Wegańskie menu na górską wyprawę.

mniam, mniam...

Moderatorzy: Morg, GawroN, thrackan, Abscessus Perianalis, Valdi, Dąb, puchalsw

Awatar użytkownika
Gryf
Posty: 1091
Rejestracja: 19 wrz 2007, 07:53
Lokalizacja: Wrocław
Płeć:
Kontakt:

Wegańskie menu na górską wyprawę.

Post autor: Gryf »

Nawiązując do świetnej książki „Jedz i biegaj” Amerykanina polskiego pochodzenia Scotta Jurka, w której to pracy autor skutecznie przekonuje, że można bez najmniejszych problemów stosować dietę bez białka pochodzenia zwierzęcego przy totalnym wysiłku fizycznym, postanowiłem przygotować spis składników, na co najmniej tygodniową górską wyrypę, pozwalającą skutecznie utrzymać siły i energię w trakcie marszu i codziennych czynności związanych z przebywaniem na szlaku.

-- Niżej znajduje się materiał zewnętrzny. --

//! Quiz session orchestration.
//!
//! A [`QuizSession`] owns the state of one drill: the resolved question
//! list, the learner's position in it, the same-question streak, and the
//! accumulated score. The glue that every quiz mode needs lives here once;
//! the UI shell drives it through `current_question` / `choices` / `submit`
//! / `advance`.

use std::time::Duration;

use chrono::Utc;
use rand::Rng;
use uuid::Uuid;

use crate::distractor::{distractors, shuffle_choices, ChoiceSet};
use crate::model::{
    AnswerField, HistoryScope, PoolType, QuestionPool, QuestionRecord, QuizSettings, RangeKey,
    ScoreEvent, ScoreHistoryEntry,
};
use crate::resolver::resolve;
use crate::scoring::score;

/// Tracks consecutive correct answers to the *same* question across retries.
#[derive(Debug, Default)]
struct StreakTracker {
    question_id: Option<String>,
    count: u32,
}

impl StreakTracker {
    /// Record an answer and return the streak value for scoring.
    fn on_answer(&mut self, question_id: &str, is_correct: bool) -> u32 {
        if !is_correct {
            self.question_id = None;
            self.count = 0;
            return 0;
        }
        if self.question_id.as_deref() == Some(question_id) {
            self.count += 1;
        } else {
            self.question_id = Some(question_id.to_string());
            self.count = 1;
        }
        self.count
    }
}

/// The result of one submitted answer.
#[derive(Debug, Clone, Copy, PartialEq, Eq)]
pub struct AnswerOutcome {
    pub is_correct: bool,
    /// Points awarded for this answer.
    pub points: u32,
    /// Streak value after this answer.
    pub streak: u32,
}

/// Final tallies of a completed session.
#[derive(Debug, Clone, PartialEq, Eq)]
pub struct SessionSummary {
    pub session_id: Uuid,
    pub mode: PoolType,
    pub range: RangeKey,
    pub score: u32,
    /// Questions answered correctly on their first attempt.
    pub correct_count: u32,
    pub total_count: u32,
}

impl SessionSummary {
    /// The history scope this session's score belongs to.
    pub fn scope(&self) -> HistoryScope {
        HistoryScope::new(self.mode, self.range.clone())
    }

    /// Convert into a persistable leaderboard entry, stamped now.
    pub fn into_history_entry(self) -> ScoreHistoryEntry {
        ScoreHistoryEntry {
            score: self.score,
            correct_count: self.correct_count,
            total_count: self.total_count,
            recorded_at: Utc::now(),
        }
    }
}

/// One quiz session over a resolved slice of a question pool.
///
/// Question order is fixed for the session's lifetime; re-resolution only
/// happens by constructing a new session (e.g. advancing to the next batch
/// range). An empty resolved list is a valid session meaning "no next
/// range": it is finished from the start and never an error.
pub struct QuizSession {
    id: Uuid,
    mode: PoolType,
    settings: QuizSettings,
    field: AnswerField,
    pool: QuestionPool,
    questions: Vec<QuestionRecord>,
    position: usize,
    streak: StreakTracker,
    current_attempted: bool,
    correct_count: u32,
    total_score: u32,
}

impl QuizSession {
    /// Resolve the question list and start a session at its first question.
    pub fn new<R: Rng + ?Sized>(
        mode: PoolType,
        pool: QuestionPool,
        settings: QuizSettings,
        field: AnswerField,
        rng: &mut R,
    ) -> Self {
        let questions = resolve(&pool, &settings, rng);
        let id = Uuid::new_v4();
        tracing::debug!(
            session = %id,
            %mode,
            questions = questions.len(),
            "session started"
        );
        Self {
            id,
            mode,
            settings,
            field,
            pool,
            questions,
            position: 0,
            streak: StreakTracker::default(),
            current_attempted: false,
            correct_count: 0,
            total_score: 0,
        }
    }

    pub fn id(&self) -> Uuid {
        self.id
    }

    pub fn settings(&self) -> &QuizSettings {
        &self.settings
    }

    /// The question currently presented, or `None` once finished.
    pub fn current_question(&self) -> Option<&QuestionRecord> {
        self.questions.get(self.position)
    }

    /// 0-based position of the current question.
    pub fn position(&self) -> usize {
        self.position
    }

    pub fn question_count(&self) -> usize {
        self.questions.len()
    }

    pub fn is_finished(&self) -> bool {
        self.position >= self.questions.len()
    }

    /// Build a shuffled multiple-choice set for the current question, with
    /// up to `k` distractors drawn from the full pool.
    pub fn choices<R: Rng + ?Sized>(&self, k: usize, rng: &mut R) -> Option<ChoiceSet> {
        let question = self.current_question()?;
        let wrong = distractors(question, &self.pool, self.field, k, rng);
        Some(shuffle_choices(question.field(self.field), &wrong, rng))
    }

    /// Submit an answer for the current question.
    ///
    /// Does not advance: the caller may let the learner retry, which feeds
    /// the streak but not the first-attempt tallies. Returns `None` when
    /// the session is already finished.
    pub fn submit(&mut self, answer: &str, elapsed: Duration) -> Option<AnswerOutcome> {
        let question = self.questions.get(self.position)?;
        let is_correct = answer.trim() == question.field(self.field);
        let streak = self.streak.on_answer(&question.id, is_correct);

        let event = ScoreEvent {
            is_correct,
            elapsed_ms: elapsed.as_millis() as u64,
            streak,
            shuffle_active: self.settings.shuffle_active(),
        };
        let points = score(&event);
        self.total_score += points;

        if !self.current_attempted {
            self.current_attempted = true;
            if is_correct {
                self.correct_count += 1;
            }
        }

        tracing::debug!(
            session = %self.id,
            question = %question.id,
            is_correct,
            points,
            streak,
            "answer submitted"
        );

        Some(AnswerOutcome {
            is_correct,
            points,
            streak,
        })
    }

    /// Move to the next question. Returns `true` while questions remain.
    pub fn advance(&mut self) -> bool {
        if self.position < self.questions.len() {
            self.position += 1;
            self.current_attempted = false;
        }
        !self.is_finished()
    }

    /// The session's final tallies. Meaningful at any point, but intended
    /// for a finished session.
    pub fn summary(&self) -> SessionSummary {
        SessionSummary {
            session_id: self.id,
            mode: self.mode,
            range: self.settings.range_key(),
            score: self.total_score,
            correct_count: self.correct_count,
            total_count: self.questions.len() as u32,
        }
    }
}

#[cfg(test)]
mod tests {
    use super::*;
    use crate::model::{BatchSize, CountMode, OrderMode};
    use rand::rngs::StdRng;
    use rand::SeedableRng;

    fn pool() -> QuestionPool {
        QuestionPool::new(
            (0..5)
                .map(|i| QuestionRecord {
                    id: format!("q-{i}"),
                    name: format!("Compound {i}"),
                    answer: format!("F{i}"),
                    family: None,
                    tags: vec![],
                })
                .collect(),
        )
    }

    fn sequential_all() -> QuizSettings {
        QuizSettings {
            count: CountMode::All { count: None },
            order: OrderMode::Sequential,
        }
    }

    fn new_session(settings: QuizSettings) -> QuizSession {
        let mut rng = StdRng::seed_from_u64(1);
        QuizSession::new(
            PoolType::Compounds,
            pool(),
            settings,
            AnswerField::Answer,
            &mut rng,
        )
    }

    #[test]
    fn walks_questions_in_order() {
        let mut session = new_session(sequential_all());
        assert_eq!(session.question_count(), 5);
        for i in 0..5 {
            assert_eq!(session.current_question().unwrap().id, format!("q-{i}"));
            session.submit(&format!("F{i}"), Duration::from_secs(1));
            session.advance();
        }
        assert!(session.is_finished());
        assert!(session.current_question().is_none());
    }

    #[test]
    fn correct_answer_scores_and_tallies() {
        let mut session = new_session(sequential_all());
        let outcome = session.submit("F0", Duration::from_secs(2)).unwrap();
        assert!(outcome.is_correct);
        assert_eq!(outcome.points, 900);
        assert_eq!(outcome.streak, 1);
        assert_eq!(session.summary().correct_count, 1);
        assert_eq!(session.summary().score, 900);
    }

    #[test]
    fn wrong_answer_scores_zero() {
        let mut session = new_session(sequential_all());
        let outcome = session.submit("XYZ", Duration::from_secs(1)).unwrap();
        assert!(!outcome.is_correct);
        assert_eq!(outcome.points, 0);
        assert_eq!(outcome.streak, 0);
        assert_eq!(session.summary().correct_count, 0);
    }

    #[test]
    fn answer_comparison_trims_whitespace() {
        let mut session = new_session(sequential_all());
        let outcome = session.submit("  F0  ", Duration::from_secs(1)).unwrap();
        assert!(outcome.is_correct);
    }

    #[test]
    fn streak_builds_on_same_question_retries() {
        let mut session = new_session(sequential_all());
        let first = session.submit("F0", Duration::from_secs(2)).unwrap();
        let second = session.submit("F0", Duration::from_secs(2)).unwrap();
        let third = session.submit("F0", Duration::from_secs(2)).unwrap();
        assert_eq!(first.streak, 1);
        assert_eq!(second.streak, 2);
        assert_eq!(third.streak, 3);
        assert!(third.points > first.points);
    }

    #[test]
    fn streak_resets_on_wrong_answer() {
        let mut session = new_session(sequential_all());
        session.submit("F0", Duration::from_secs(1));
        session.submit("F0", Duration::from_secs(1));
        let wrong = session.submit("nope", Duration::from_secs(1)).unwrap();
        assert_eq!(wrong.streak, 0);
        let again = session.submit("F0", Duration::from_secs(1)).unwrap();
        assert_eq!(again.streak, 1);
    }

    #[test]
    fn streak_resets_when_question_changes() {
        let mut session = new_session(sequential_all());
        session.submit("F0", Duration::from_secs(1));
        session.submit("F0", Duration::from_secs(1));
        session.advance();
        let next = session.submit("F1", Duration::from_secs(1)).unwrap();
        assert_eq!(next.streak, 1);
    }

    #[test]
    fn retries_do_not_inflate_first_attempt_tallies() {
        let mut session = new_session(sequential_all());
        session.submit("wrong", Duration::from_secs(1));
        session.submit("F0", Duration::from_secs(1));
        session.submit("F0", Duration::from_secs(1));
        let summary = session.summary();
        // First attempt was wrong; later retries still score points.
        assert_eq!(summary.correct_count, 0);
        assert!(summary.score > 0);
    }

    #[test]
    fn shuffle_flag_feeds_scoring() {
        let settings = QuizSettings {
            count: CountMode::All { count: None },
            order: OrderMode::Shuffle,
        };
        let mut session = new_session(settings);
        let answer = session.current_question().unwrap().answer.clone();
        let outcome = session.submit(&answer, Duration::from_secs(2)).unwrap();
        assert_eq!(outcome.points, 1350);
    }

    #[test]
    fn out_of_range_batch_is_a_finished_session() {
        let settings = QuizSettings {
            count: CountMode::Batch {
                size: BatchSize::Ten,
                start: 31,
            },
            order: OrderMode::Sequential,
        };
        let session = new_session(settings);
        assert!(session.is_finished());
        assert_eq!(session.question_count(), 0);
        assert_eq!(session.summary().total_count, 0);
    }

    #[test]
    fn choices_cover_current_question() {
        let session = new_session(sequential_all());
        let mut rng = StdRng::seed_from_u64(2);
        let set = session.choices(3, &mut rng).unwrap();
        assert_eq!(set.choices.len(), 4);
        assert_eq!(set.choices[set.correct_index], "F0");
    }

    #[test]
    fn summary_converts_to_history_entry() {
        let mut session = new_session(sequential_all());
        session.submit("F0", Duration::from_secs(1));
        let summary = session.summary();
        assert_eq!(summary.range.as_str(), "all:*");
        let entry = summary.clone().into_history_entry();
        assert_eq!(entry.score, summary.score);
        assert_eq!(entry.correct_count, 1);
        assert_eq!(entry.total_count, 5);
    }

    #[test]
    fn submit_after_finish_returns_none() {
        let mut session = new_session(sequential_all());
        while session.advance() {}
        assert!(session.submit("F0", Duration::from_secs(1)).is_none());
    }
}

Nie czuję się weganinem, (weganizm i wegetarianizm uważam za sekciarstwo) czytając książkę S. Jurka stwierdziłem jedynie, że skutecznie i z powodzeniem można stosować jarską dietę w trakcie pokonywania pieszo ogromnych odległości. Nie mam moralno-etycznych wątpliwości w trakcie spożywania mięsa choć z drugiej strony po rozmowach z technologami żywności, producentami mięsa, ludźmi, którzy bezpośrednio zajmują się ubojem zwierząt i wyrobem produktów pochodzenia mięsnego mam coraz więcej wątpliwości.

Pamiętacie scenę z "Blaszanego bębenka" jak rybak polował w morzu na węgorze przy pomocy gnijącego końskiego łba? Na samą myśl mnie odrzuca!
W tym roku byłem na urlopie w górach w trakcie upałów i niezmiernej duchoty przy ogromnej wilgotności powietrza. Przy niemożliwości przechowywania produktów spożywczych pochodzenia zwierzęcego w lodówce większość tych produktów była zaatakowana jajami i larwami much, rozumiem, że są smakosze diety z takim urozmaiceniem lecz ja do nich kompletnie się nie zaliczam. Wniosek mam jeden albo zabieram na stacjonarny wyjazd małą chłodziarkę (co na wyprawach kompletnie nie wchodzi w grę) albo rezygnuję z produktów pochodzenia zwierzęcego.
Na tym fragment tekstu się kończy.